C’est en prenant le contre-pied de cette tendance high-tech hardware que 1024 architecture
propose une pratique architecturale différente, pluridisciplinaire, basée sur le software, alliant
mapping, musique, jeux-vidéos, programmation informatique, et utilisant aussi le low-tech, le
bricolage, le détournement. Fondée par Pier Schneider et François Wunschel en 2007, cette
agence parisienne se concentre principalement sur l’utilisation d’outils numériques à des fins
spatiales. Elle introduit une nouvelle notion ; celle de l’architecte-performer.

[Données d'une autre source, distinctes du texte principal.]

//! # FundMe Withdrawal
//!
//! Invokes the FundMe withdrawal entry point as the first unlocked ledger
//! account, locating the contract through the network's deployments file.
//! Takes no arguments; exits 0 on success and 1 on any failure, printing the
//! underlying cause.
//!
//! ## Usage
//!
//! ```bash
//! cargo run --bin withdraw
//! ```

use color_eyre::{eyre::eyre, eyre::WrapErr, Result};
use dotenvy::dotenv;
use log::info;

use fundme_deployer::{
    config::{self, HarnessConfig},
    logging::setup_logging,
    models::Networks,
    repositories::DeploymentRegistry,
    services::{FundMe, HttpLedger, LedgerClient},
};

#[tokio::main]
async fn main() -> Result<()> {
    color_eyre::install().wrap_err("Failed to initialize error reporting")?;

    dotenv().ok();
    setup_logging();

    let harness = HarnessConfig::from_env();
    let config_file = config::load_config(&harness.config_file_path)
        .wrap_err("Failed to load config file")?;
    let networks = Networks::try_from(&config_file)?;
    let network = networks.by_chain_id(harness.chain_id)?.clone();

    let rpc_url = harness
        .rpc_url
        .clone()
        .or_else(|| network.rpc_urls.first().cloned())
        .ok_or_else(|| eyre!("No RPC URL available for network '{}'", network.network))?;
    let ledger = HttpLedger::new(&rpc_url, &harness.artifacts_dir, harness.rpc_timeout_seconds)?;

    let path = DeploymentRegistry::file_path(&harness.deployments_dir, &network.network);
    let registry = DeploymentRegistry::load(&path)
        .wrap_err_with(|| format!("No deployments recorded for '{}'", network.network))?;
    let fund_me = FundMe::attach(&ledger, &registry)?;

    let accounts = ledger.get_accounts().await?;
    let caller = accounts
        .first()
        .copied()
        .ok_or_else(|| eyre!("Ledger exposes no unlocked accounts"))?;

    info!("Withdrawing from {} as {}", fund_me.address(), caller);
    let outcome = fund_me.withdraw(caller).await?;
    info!("Withdrawal confirmed in block {}", outcome.block_number);

    Ok(())
}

Comment en êtes-vous arrivés à votre pratique ? Êtes-vous d’abord passés par un parcours «
classique » stage-CDD-CDI en agence ? Ou bien vous êtes-vous lancés directement dans le
domaine de l’audiovisuel ?
Comme on s’y connaît pas mal en informatique, on a commencé à faire des perspectives
pour des agences. Quand on a commencé à gagner suffisamment d’argent, et une
certaine notoriété, notamment avec le projet pour Etienne de Crécy, on a pu se dédier à
autre chose. On a une approche assez large de l’architecture, à la fois « traditionnelle »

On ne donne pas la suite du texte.